Alors que la plupart des voyageurs affluent vers Rome pour découvrir l’énergie vibrante et les marchés animés de la ville, une alternative tranquille existe à quelques pas du chaos. Caché dans le centre historique de la ville se trouve un réseau de pensions religieuses offrant quelque chose de plus en plus rare dans le tourisme moderne : la tranquillité.
Un sanctuaire près de Campo de’ Fiori
Un tel exemple est la Casa di Santa Brigida. Située dans un palais du XVe siècle près du palais Farnèse, cette maison d’hôtes se trouve à quelques pas du marché animé de Campo de’ Fiori. Malgré son emplacement central, l’atmosphère à l’intérieur est aux antipodes du bruit de la rue à l’extérieur.
La résidence est gérée par les sœurs de l’Ordre du Très Saint Sauveur de Sainte Brigitte, qui vivent sur place et célèbrent les offices dans l’église adjacente.

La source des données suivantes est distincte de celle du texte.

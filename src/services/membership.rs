//! Group membership checks against the system user/group databases.
//!
//! Used for permission decisions, so "could not tell" is always reported
//! as an error and never folded into "not a member".

use libc::{c_char, c_int};
use once_cell::sync::OnceCell;
use std::ffi::CStr;
use std::mem::MaybeUninit;
use std::ptr;
use thiserror::Error;
use tracing::{debug, warn};

const FALLBACK_PASSWD_BUFFER: usize = 1024;

#[derive(Debug, Error, PartialEq, Eq)]
pub enum MembershipError {
    #[error("could not determine group buffer size")]
    BufferSize,
    #[error("could not allocate group lookup buffer")]
    OutOfMemory,
    #[error("group lookup failed (errno {0})")]
    GroupLookup(c_int),
    #[error("group not found")]
    GroupNotFound,
    #[error("user lookup failed (errno {0})")]
    UserLookup(c_int),
}

impl MembershipError {
    /// Negative errno for the callback layer.
    pub fn to_error_code(&self) -> c_int {
        match self {
            MembershipError::BufferSize => -libc::ERANGE,
            MembershipError::OutOfMemory => -libc::ENOMEM,
            MembershipError::GroupLookup(errno) => -errno,
            MembershipError::GroupNotFound => -libc::EINVAL,
            MembershipError::UserLookup(errno) => -errno,
        }
    }
}

/// Process-wide `_SC_GETGR_R_SIZE_MAX`, computed once.
fn group_buffer_len() -> Result<usize, MembershipError> {
    static GROUP_BUFFER_LEN: OnceCell<usize> = OnceCell::new();
    GROUP_BUFFER_LEN
        .get_or_try_init(|| {
            let len = unsafe { libc::sysconf(libc::_SC_GETGR_R_SIZE_MAX) };
            if len <= 0 {
                warn!("could not get max group entry length");
                return Err(MembershipError::BufferSize);
            }
            Ok(len as usize)
        })
        .copied()
}

fn lookup_buffer(len: usize) -> Result<Vec<c_char>, MembershipError> {
    let mut buf: Vec<c_char> = Vec::new();
    buf.try_reserve_exact(len).map_err(|_| {
        warn!("failed to allocate {} bytes for group lookup", len);
        MembershipError::OutOfMemory
    })?;
    buf.resize(len, 0);
    Ok(buf)
}

/// Login name for `uid`.
///
/// `Ok(None)` means the passwd database has no entry for `uid`; failing to
/// consult the database at all is an error.
pub fn username(uid: u32) -> Result<Option<String>, MembershipError> {
    let len = match unsafe { libc::sysconf(libc::_SC_GETPW_R_SIZE_MAX) } {
        n if n > 0 => n as usize,
        _ => FALLBACK_PASSWD_BUFFER,
    };
    let mut buf = lookup_buffer(len)?;
    let mut pwd = MaybeUninit::<libc::passwd>::uninit();
    let mut result: *mut libc::passwd = ptr::null_mut();

    let rc = unsafe {
        libc::getpwuid_r(
            uid as libc::uid_t,
            pwd.as_mut_ptr(),
            buf.as_mut_ptr(),
            buf.len(),
            &mut result,
        )
    };
    if is_not_found(rc) || (rc == 0 && result.is_null()) {
        debug!("no passwd entry for uid {}", uid);
        return Ok(None);
    }
    if rc != 0 {
        warn!("could not get username for uid {} (errno={})", uid, rc);
        return Err(MembershipError::UserLookup(rc));
    }

    // `result` points into `pwd`, whose strings live in `buf`.
    let name = unsafe { (*result).pw_name };
    if name.is_null() {
        return Ok(None);
    }
    let name = unsafe { CStr::from_ptr(name) };
    Ok(Some(name.to_string_lossy().into_owned()))
}

/// Codes `getpwuid_r` may use for "no such user" instead of a null result.
fn is_not_found(rc: c_int) -> bool {
    matches!(rc, libc::ENOENT | libc::ESRCH | libc::EBADF | libc::EPERM)
}

/// Whether the user `uid` is listed as a member of group `gid`.
///
/// Only the group's explicit member list is consulted, not the user's
/// primary group. A uid with no passwd entry is never a member.
pub fn is_member(uid: u32, gid: u32) -> Result<bool, MembershipError> {
    let len = group_buffer_len()?;
    let mut buf = lookup_buffer(len)?;
    let mut grp = MaybeUninit::<libc::group>::uninit();
    let mut result: *mut libc::group = ptr::null_mut();

    let rc = unsafe {
        libc::getgrgid_r(
            gid as libc::gid_t,
            grp.as_mut_ptr(),
            buf.as_mut_ptr(),
            buf.len(),
            &mut result,
        )
    };
    if rc != 0 {
        debug!("could not get group information for gid {} (errno={})", gid, rc);
        return Err(MembershipError::GroupLookup(rc));
    }
    if result.is_null() {
        return Err(MembershipError::GroupNotFound);
    }

    let Some(user) = username(uid)? else {
        return Ok(false);
    };

    let mut member = unsafe { (*result).gr_mem };
    if member.is_null() {
        return Ok(false);
    }
    loop {
        let name = unsafe { *member };
        if name.is_null() {
            return Ok(false);
        }
        if unsafe { CStr::from_ptr(name) }.to_bytes() == user.as_bytes() {
            return Ok(true);
        }
        member = unsafe { member.add(1) };
    }
}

Pour les invités, l’expérience se définit par la simplicité :
* Coût : Environ 120 € (environ 138 $) par nuit.
* Commodités : Chambres meublées simplement avec salle de bain privée.
* Atmosphère : Calme, contemplatif et modeste, présentant souvent une iconographie religieuse comme des crucifix.
* Service : Il n’y a pas de concierges ni d’équipes de nettoyage professionnelles ; l’accent est mis sur la paix spirituelle plutôt que sur le luxe.
« Lorsqu’un hôte ressent cette paix intérieure, nous avons atteint notre justification », déclare Mère Gertrude Panakal, la mère supérieure de la maison.
Des monastères à l’hospitalité moderne
La présence de ces maisons d’hôtes n’est pas simplement une bizarrerie de la géographie romaine, mais une réponse aux tendances sociales changeantes au sein de l’Église catholique. Selon Fabio Rocchi, président de l’Association italienne de l’hospitalité religieuse, il existe actuellement environ 350 pensions religieuses en activité à Rome.
L’évolution de ces espaces a véritablement commencé dans les années 1980 et 1990. Alors que le nombre de vocations religieuses commençait à décliner, de nombreux ordres religieux se sont retrouvés avec de grands couvents et monastères sous-utilisés. Pour entretenir ces structures historiques, ils ont commencé à les transformer en logements pour invités.
Alors que ces salles étaient initialement destinées aux pèlerins et aux groupes religieux, elles ont évolué vers une niche plus large du marché touristique. Aujourd’hui, ils attirent les voyageurs laïques à la recherche d’un moyen abordable, calme et authentique de découvrir le cœur historique de la ville.
Résumé
Les maisons d’hôtes religieuses à Rome ont un double objectif : elles permettent aux ordres religieux de préserver les bâtiments historiques et offrent aux voyageurs une alternative unique et paisible aux hôtels standard. Cette tendance reflète une intersection croissante entre la vie religieuse traditionnelle et l’industrie hôtelière moderne.